Kinabatangan River Safari – Crazy Times with Mr.Aji in Borneo.
Of all the crazy things we’ve done, drifting down the crocodile infested Kinabatangan River in Malaysian Borneo in a little boat in the pouring rain, watching an orangutan building his nest thirty metres up in a tree whilst hornbills circle above and daytime owls watch us knowingly has got to be in the top five. If you are heading to Borneo, a Kinabatangan river safari with Mr. Aji Expeditions is a must.
The Kinabatangan river meanders its way through the diverse habitats of the Kinabatangan wildlife sanctuary. It’s an area of thick jungle known for it’s remarkable wildlife, including orangutan, proboscis monkeys, hornbills and pygmy elephants. This is a delicate area, surrounded on all sides by palm oil plantations.
We were on a year long backpacking adventure with our two kids, aged 8 and 10. We were here with our guide Mr Aji, a photographer and Kinabatangan wildlife expert, floating down the river in the pouring rain, mostly gobsmacked. Mr Aji had been recommended to us by some other backpackers and we weren’t disappointed. He is a man of few words who can spot orangutan from three miles away. And he has a photograph of himself with the legendary Sir David Attenborough, a hero of mine since childhood, so I knew we’d made a good choice. Check out Mr Aji Expeditions on Tripadvisor for more reviews. If you’re not into expensive, luxury travel, we’d highly recommend him.
The wildlife spotting got off to a spectacular start today as we stumbled across almost the entire local population of over one hundred Indian and pygmy elephants (look them up on Wikipedia, they really do exist, honest) having lunch by a bend in the Kinabatangan river. Our creature spotting scorecard has been pretty well filled up during our time in Malaysia.

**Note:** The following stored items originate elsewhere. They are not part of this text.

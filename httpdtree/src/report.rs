//! Error reporting with source context.
//!
//! Uses ariadne for pretty-printed parse errors.

use ariadne::{Color, Label, Report, ReportKind, Source};
use httpdtree_config::ParseError;
use std::io::Write;
use std::path::Path;

/// Report a parse error in `source` (the content of `path`) to `writer`.
pub fn report_parse_error<W: Write>(
    error: &ParseError,
    path: &Path,
    source: &str,
    writer: &mut W,
) -> std::io::Result<()> {
    let path_str = path.display().to_string();
    let span = error.span();
    let range = span.start..span.end.max(span.start);

    Report::build(ReportKind::Error, (path_str.as_str(), range.clone()))
        .with_message(error.to_string())
        .with_label(
            Label::new((path_str.as_str(), range))
                .with_message(error.label())
                .with_color(Color::Red),
        )
        .finish()
        .write((path_str.as_str(), Source::from(source)), &mut *writer)
}
//! Depth-first searches over a block's descendants

use super::{Node, NodeId, NodeKind, Tree};
use crate::error::{Error, Result};

/// Pre-order iterator over the descendants of a block (the block itself
/// excluded). Yields each node together with its enabled state.
pub struct Descendants<'a> {
    tree: &'a Tree,
    stack: Vec<(NodeId, bool)>,
    exclude: bool,
}

impl<'a> Descendants<'a> {
    fn push_children(&mut self, node: &Node, enabled: bool) {
        if let NodeKind::Block(block) = &node.kind {
            let child_enabled = enabled && node.condition;
            if self.exclude && !child_enabled {
                return;
            }
            // Reversed so the first child is popped first
            self.stack
                .extend(block.children.iter().rev().map(|&c| (c, child_enabled)));
        }
    }
}

impl<'a> Iterator for Descendants<'a> {
    type Item = (NodeId, &'a Node, bool);

    fn next(&mut self) -> Option<Self::Item> {
        while let Some((id, enabled)) = self.stack.pop() {
            let tree = self.tree;
            let Some(node) = tree.slot(id) else {
                continue;
            };
            self.push_children(node, enabled);
            return Some((id, node, enabled));
        }
        None
    }
}

impl Tree {
    /// Walk every descendant of block `id` in document order.
    ///
    /// With `exclude` set, disabled nodes are skipped along with everything
    /// beneath them.
    pub fn descendants(&self, id: NodeId, exclude: bool) -> Result<Descendants<'_>> {
        let node = self.get(id)?;
        if node.as_block().is_none() {
            return Err(Error::NotABlock(id));
        }
        let mut walk = Descendants {
            tree: self,
            stack: Vec::new(),
            exclude,
        };
        let enabled = self.is_enabled(id)?;
        walk.push_children(node, enabled);
        Ok(walk)
    }

    /// All descendant blocks named `name` (case-insensitive)
    pub fn find_blocks(&self, id: NodeId, name: &str, exclude: bool) -> Result<Vec<NodeId>> {
        Ok(self
            .descendants(id, exclude)?
            .filter(|(_, node, _)| node.as_block().is_some() && node.is_named(name))
            .map(|(id, _, _)| id)
            .collect())
    }

    /// All descendant directives named `name` (case-insensitive), duplicates kept
    pub fn find_directives(&self, id: NodeId, name: &str, exclude: bool) -> Result<Vec<NodeId>> {
        Ok(self
            .descendants(id, exclude)?
            .filter(|(_, node, _)| node.as_directive().is_some() && node.is_named(name))
            .map(|(id, _, _)| id)
            .collect())
    }

    /// Descendant comments containing `text`, or equal to it when `exact`.
    ///
    /// Comments are searched regardless of conditional context.
    pub fn find_comments(&self, id: NodeId, text: &str, exact: bool) -> Result<Vec<NodeId>> {
        Ok(self
            .descendants(id, false)?
            .filter(|(_, node, _)| match node.as_comment() {
                Some(c) if exact => c.text == text,
                Some(c) => c.text.contains(text),
                None => false,
            })
            .map(|(id, _, _)| id)
            .collect())
    }
}
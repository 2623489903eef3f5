//! Read-only views over decoded location-history records.
//!
//! Records arrive as loosely-typed JSON. These views expose each field the
//! converter needs through an accessor that returns `None` for a missing or
//! malformed value, so a single odd field never aborts a run.
//!
//! Numeric fields are accepted as JSON numbers or numeric strings, since
//! exports stringify them inconsistently.

use serde_json::Value;

use crate::geo_utils::{parse_e7, parse_geo};
use crate::timestamp::{parse_timestamp, Timestamp};
use crate::Coordinate;

/// Read a numeric field from a number or a numeric string.
pub(crate) fn as_number(value: &Value) -> Option<f64> {
    let number = match value {
        Value::Number(n) => n.as_f64(),
        Value::String(s) => s.trim().parse::<f64>().ok(),
        _ => None,
    };
    number.filter(|n| n.is_finite())
}

fn str_field<'a>(value: &'a Value, key: &str) -> Option<&'a str> {
    value.get(key)?.as_str()
}

fn number_field(value: &Value, key: &str) -> Option<f64> {
    value.get(key).and_then(as_number)
}

fn object_field<'a>(value: &'a Value, key: &str) -> Option<&'a Value> {
    value.get(key).filter(|v| v.is_object())
}

/// Non-empty array at `parent.key`.
fn non_empty_list<'a>(value: &'a Value, key: &str) -> Option<&'a [Value]> {
    value
        .get(key)?
        .as_array()
        .map(Vec::as_slice)
        .filter(|list| !list.is_empty())
}

/// Decode an E7 point object, e.g. `{"latE7": 223357990, "lngE7": 1141736730}`.
fn e7_point(point: &Value, lat_key: &str, lng_key: &str) -> Option<Coordinate> {
    let lat = number_field(point, lat_key)?;
    let lng = number_field(point, lng_key)?;
    parse_e7(lat, lng)
}

/// A single top-level entry of the export.
#[derive(Debug, Clone, Copy)]
pub struct RecordView<'a> {
    raw: &'a Value,
}

impl<'a> RecordView<'a> {
    pub fn new(raw: &'a Value) -> Self {
        Self { raw }
    }

    pub fn start_time(&self) -> Option<Timestamp> {
        str_field(self.raw, "startTime").and_then(parse_timestamp)
    }

    pub fn end_time(&self) -> Option<Timestamp> {
        str_field(self.raw, "endTime").and_then(parse_timestamp)
    }

    /// The `activity` sub-structure, if the record carries one.
    pub fn activity(&self) -> Option<ActivityView<'a>> {
        object_field(self.raw, "activity").map(|raw| ActivityView { raw })
    }

    /// The `visit` sub-structure, if the record carries one.
    pub fn visit(&self) -> Option<VisitView<'a>> {
        object_field(self.raw, "visit").map(|raw| VisitView { raw })
    }
}

/// The `activity` object of a record.
#[derive(Debug, Clone, Copy)]
pub struct ActivityView<'a> {
    raw: &'a Value,
}

impl<'a> ActivityView<'a> {
    pub fn start(&self) -> Option<Coordinate> {
        str_field(self.raw, "start").and_then(parse_geo)
    }

    pub fn end(&self) -> Option<Coordinate> {
        str_field(self.raw, "end").and_then(parse_geo)
    }

    /// `topCandidate.type`, e.g. "walking" or "in passenger vehicle".
    pub fn activity_type(&self) -> Option<&'a str> {
        object_field(self.raw, "topCandidate").and_then(|c| str_field(c, "type"))
    }

    pub fn probability(&self) -> Option<f64> {
        number_field(self.raw, "probability")
    }

    pub fn distance_meters(&self) -> Option<f64> {
        number_field(self.raw, "distanceMeters")
    }

    /// `simplifiedRawPath.points`, when present and non-empty.
    pub fn raw_path(&self) -> Option<&'a [Value]> {
        object_field(self.raw, "simplifiedRawPath").and_then(|p| non_empty_list(p, "points"))
    }

    /// `waypointPath.waypoints`, when present and non-empty.
    pub fn waypoint_path(&self) -> Option<&'a [Value]> {
        object_field(self.raw, "waypointPath").and_then(|p| non_empty_list(p, "waypoints"))
    }

    /// `transitPath.transitStops`, when present and non-empty.
    pub fn transit_stops(&self) -> Option<&'a [Value]> {
        object_field(self.raw, "transitPath").and_then(|p| non_empty_list(p, "transitStops"))
    }
}

/// Decode raw-path or waypoint points (`latE7`/`lngE7`), skipping unusable ones.
pub fn decode_lat_lng_e7(points: &[Value]) -> Vec<Coordinate> {
    points
        .iter()
        .filter_map(|p| e7_point(p, "latE7", "lngE7"))
        .collect()
}

/// Decode transit stops (`latitudeE7`/`longitudeE7`), skipping unusable ones.
pub fn decode_transit_stops(stops: &[Value]) -> Vec<Coordinate> {
    stops
        .iter()
        .filter_map(|s| e7_point(s, "latitudeE7", "longitudeE7"))
        .collect()
}

/// The `visit` object of a record.
#[derive(Debug, Clone, Copy)]
pub struct VisitView<'a> {
    raw: &'a Value,
}

impl<'a> VisitView<'a> {
    fn top_candidate(&self) -> Option<&'a Value> {
        object_field(self.raw, "topCandidate")
    }

    /// `topCandidate.placeLocation`.
    pub fn place_location(&self) -> Option<Coordinate> {
        self.top_candidate()
            .and_then(|c| str_field(c, "placeLocation"))
            .and_then(parse_geo)
    }

    /// `topCandidate.placeID`.
    pub fn place_id(&self) -> Option<&'a str> {
        self.top_candidate()
            .and_then(|c| str_field(c, "placeID"))
            .filter(|id| !id.is_empty())
    }

    /// `topCandidate.semanticType`, e.g. "Home" or "Unknown".
    pub fn semantic_type(&self) -> Option<&'a str> {
        self.top_candidate().and_then(|c| str_field(c, "semanticType"))
    }

    pub fn probability(&self) -> Option<f64> {
        number_field(self.raw, "probability")
    }

    /// `hierarchyLevel`, kept as a string whether written as text or integer.
    pub fn hierarchy_level(&self) -> Option<String> {
        match self.raw.get("hierarchyLevel")? {
            Value::String(s) => Some(s.clone()),
            Value::Number(n) => Some(n.to_string()),
            _ => None,
        }
    }
}
//! Timestamp decoding and display helpers.
//!
//! Timestamps keep the UTC offset they were written with. Display strings and
//! day keys are rendered in that offset, so a record stamped
//! `2024-03-01T23:30:00+08:00` lands on 2024-03-01 regardless of where the
//! conversion runs.

use std::borrow::Cow;

use chrono::{DateTime, Duration, FixedOffset, NaiveDate, NaiveDateTime, TimeZone, Utc};

/// A parsed point in time with an explicit UTC offset.
///
/// "Unknown" is modelled as `Option<Timestamp>::None` throughout the crate.
pub type Timestamp = DateTime<FixedOffset>;

/// Display pattern used in placemark names.
pub const DISPLAY_FORMAT: &str = "%Y-%m-%d %H:%M:%S";

/// Day key pattern; zero padded so lexicographic order is chronological.
pub const DATE_KEY_FORMAT: &str = "%Y-%m-%d";

/// Placeholder rendered for an unknown timestamp.
pub const UNKNOWN: &str = "Unknown";

const OFFSET_FORMATS: &[&str] = &[
    "%Y-%m-%dT%H:%M:%S%.f%z",
    "%Y-%m-%d %H:%M:%S%.f%z",
    "%Y-%m-%dT%H:%M%z",
    "%Y-%m-%d %H:%M%z",
];
const NAIVE_FORMATS: &[&str] = &[
    "%Y-%m-%dT%H:%M:%S%.f",
    "%Y-%m-%d %H:%M:%S%.f",
    "%Y-%m-%dT%H:%M",
    "%Y-%m-%d %H:%M",
];

/// Shortest prefix that can carry a zone designator: `YYYY-MM-DDTHH:MM`.
const MIN_ZONED_PREFIX: usize = 16;

/// Parse an ISO-8601 timestamp.
///
/// Accepts a trailing `Z`, an explicit numeric offset (`+08:00`, `+0800` or
/// `+08`), or no zone designator at all (interpreted as UTC). Seconds and
/// fractions are optional. A bare `YYYY-MM-DD` date resolves to midnight
/// UTC. Anything else yields `None`.
///
/// # Example
/// ```
/// use location_history_kml::parse_timestamp;
/// let ts = parse_timestamp("2024-06-01T08:00:00.000+08:00").unwrap();
/// assert_eq!(ts.offset().local_minus_utc(), 8 * 3600);
/// assert!(parse_timestamp("yesterday").is_none());
/// ```
pub fn parse_timestamp(text: &str) -> Option<Timestamp> {
    let text = text.trim();
    if text.is_empty() {
        return None;
    }

    if let Ok(ts) = DateTime::parse_from_rfc3339(text) {
        return Some(ts);
    }

    let zoned = normalize_zone(text);
    for format in OFFSET_FORMATS {
        if let Ok(ts) = DateTime::parse_from_str(&zoned, format) {
            return Some(ts);
        }
    }

    for format in NAIVE_FORMATS {
        if let Ok(naive) = NaiveDateTime::parse_from_str(text, format) {
            return Some(from_naive_utc(naive));
        }
    }

    NaiveDate::parse_from_str(text, DATE_KEY_FORMAT)
        .ok()
        .and_then(|date| date.and_hms_opt(0, 0, 0))
        .map(from_naive_utc)
}

/// Rewrite zone designators `%z` cannot read: `Z` becomes `+00:00` and an
/// hour-only offset gains `:00`.
fn normalize_zone(text: &str) -> Cow<'_, str> {
    if let Some(rest) = text.strip_suffix(['Z', 'z']) {
        return Cow::Owned(format!("{}+00:00", rest));
    }

    let bytes = text.as_bytes();
    if bytes.len() >= MIN_ZONED_PREFIX + 3 {
        let sign = bytes.len() - 3;
        if matches!(bytes[sign], b'+' | b'-') && bytes[sign + 1..].iter().all(u8::is_ascii_digit) {
            return Cow::Owned(format!("{}:00", text));
        }
    }
    Cow::Borrowed(text)
}

/// Attach a UTC offset to a zone-less date-time.
pub(crate) fn from_naive_utc(naive: NaiveDateTime) -> Timestamp {
    Utc.from_utc_datetime(&naive).fixed_offset()
}

/// Render a timestamp as `YYYY-MM-DD HH:MM:SS`, or `Unknown`.
pub fn format_for_display(ts: Option<&Timestamp>) -> String {
    match ts {
        Some(ts) => ts.format(DISPLAY_FORMAT).to_string(),
        None => UNKNOWN.to_string(),
    }
}

/// Calendar day (`YYYY-MM-DD`) of a timestamp in its own offset.
pub fn date_key(ts: &Timestamp) -> String {
    ts.format(DATE_KEY_FORMAT).to_string()
}

/// Human-readable duration: hours with one decimal from one hour up,
/// otherwise whole minutes.
pub fn format_duration(duration: Duration) -> String {
    let seconds = duration.num_milliseconds() as f64 / 1000.0;
    let hours = seconds / 3600.0;
    if hours >= 1.0 {
        format!("{:.1} hours", hours)
    } else {
        format!("{:.0} minutes", seconds / 60.0)
    }
}

/// Duration between two optional timestamps, when both are known.
pub fn elapsed(start: Option<&Timestamp>, end: Option<&Timestamp>) -> Option<Duration> {
    match (start, end) {
        (Some(start), Some(end)) => Some(end.signed_duration_since(*start)),
        _ => None,
    }
}

#[cfg(test)]
mod tests {
    use super::*;

    #[test]
    fn test_parse_zulu() {
        let ts = parse_timestamp("2024-06-01T08:00:00Z").unwrap();
        assert_eq!(ts.offset().local_minus_utc(), 0);
        assert_eq!(format_for_display(Some(&ts)), "2024-06-01 08:00:00");
    }

    #[test]
    fn test_parse_offset_and_fraction() {
        let ts = parse_timestamp("2024-03-01T23:30:15.123+08:00").unwrap();
        assert_eq!(ts.offset().local_minus_utc(), 8 * 3600);
        assert_eq!(format_for_display(Some(&ts)), "2024-03-01 23:30:15");
        assert_eq!(date_key(&ts), "2024-03-01");
    }

    #[test]
    fn test_parse_compact_offset() {
        let ts = parse_timestamp("2024-03-01T10:00:00-0500").unwrap();
        assert_eq!(ts.offset().local_minus_utc(), -5 * 3600);
    }

    #[test]
    fn test_parse_minute_precision() {
        let zulu = parse_timestamp("2024-06-01T08:00Z").unwrap();
        assert_eq!(zulu.offset().local_minus_utc(), 0);
        assert_eq!(format_for_display(Some(&zulu)), "2024-06-01 08:00:00");

        let offset = parse_timestamp("2024-06-01 08:15+02:00").unwrap();
        assert_eq!(offset.offset().local_minus_utc(), 2 * 3600);
        assert_eq!(format_for_display(Some(&offset)), "2024-06-01 08:15:00");

        let naive = parse_timestamp("2024-06-01T08:15").unwrap();
        assert_eq!(naive, parse_timestamp("2024-06-01T08:15:00Z").unwrap());
    }

    #[test]
    fn test_parse_hour_only_offset() {
        let ts = parse_timestamp("2024-06-01T08:00:00+08").unwrap();
        assert_eq!(ts.offset().local_minus_utc(), 8 * 3600);
        assert_eq!(format_for_display(Some(&ts)), "2024-06-01 08:00:00");

        let west = parse_timestamp("2024-06-01T08:00:00.500-05").unwrap();
        assert_eq!(west.offset().local_minus_utc(), -5 * 3600);
        assert_eq!(date_key(&west), "2024-06-01");
    }

    #[test]
    fn test_parse_naive_as_utc() {
        let ts = parse_timestamp("2024-03-01T10:00:00").unwrap();
        assert_eq!(ts.offset().local_minus_utc(), 0);
        assert_eq!(ts, parse_timestamp("2024-03-01T10:00:00Z").unwrap());

        let midnight = parse_timestamp("2024-03-01").unwrap();
        assert_eq!(format_for_display(Some(&midnight)), "2024-03-01 00:00:00");
    }

    #[test]
    fn test_parse_malformed() {
        assert!(parse_timestamp("").is_none());
        assert!(parse_timestamp("not a time").is_none());
        assert!(parse_timestamp("2024-13-45T99:00:00Z").is_none());
    }

    #[test]
    fn test_unknown_display() {
        assert_eq!(format_for_display(None), "Unknown");
    }

    #[test]
    fn test_format_duration() {
        assert_eq!(format_duration(Duration::minutes(10)), "10 minutes");
        assert_eq!(format_duration(Duration::seconds(59 * 60 + 20)), "59 minutes");
        assert_eq!(format_duration(Duration::minutes(60)), "1.0 hours");
        assert_eq!(format_duration(Duration::minutes(150)), "2.5 hours");
    }

    #[test]
    fn test_elapsed() {
        let start = parse_timestamp("2024-06-01T08:00:00Z").unwrap();
        let end = parse_timestamp("2024-06-01T09:00:00+01:00").unwrap();
        assert_eq!(elapsed(Some(&start), Some(&end)), Some(Duration::zero()));
        assert_eq!(elapsed(Some(&start), None), None);
    }
}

We are on a three day wildlife spotting expedition on the Kinabatangan river in Sabah, with two awesome chaps from the backpacker hostel, Alex and Michael, and Mr Aji, our guide . We have trekked through jungle, both during the day and in the pitch black of night-time. We have spent hours in a boat on the river, mostly in the rain, spotting proboscis monkeys, orangutan, kingfishers, owls, elephants, long-tailed macaques and hornbills. We have been forced to sample Alex’s dodgy bottle of local liqueur, Arak Wangi.
But despite the Arak Wangi, I’m having just the best time. The rain is warm. Our boat is so far unscathed by crocodiles. Nine-year -old Evan is sitting at the back with Alex, confidently comparing travelling stories with a new couple who joined us today (backpacking for a year and older than us, which is a first). Sam, who is ten, is being taught how to tie knots by Michael. And my wife, Floss, is sat next to me, gently steaming as the rain subsides and we start drying off. With luck, in the next ten minutes her camera will have dried out enough for it to start working properly, if this damned orangutan ever graces us with a half decent photo opportunity.
Life really doesn’t get any better than this. Seeing and listening to the boys interact with people like this makes me so proud of them. They’ve gained so much confidence in the last eight adventure packed months that they’re almost unrecognisable from the children that we packed up with rucksacks and cuddly toys so long ago.
I must say that the heat and humidity of Malaysian Borneo are exhausting, but its jungle scenery and wildlife are by far the best that we’ve had the privilege of seeing. I find it astounding that somewhere like this exists, and it’s unbelievable that we have been able to come and experience it. The combination of the kids, the time, the space…. the place has been perfect.
Our Malaysian memories are going to be some of the best of the trip and our Kinabatangan River tour is one of the highlights.
Love travelling. Love Borneo. Really love air conditioning. Hate palm oil. Hate it.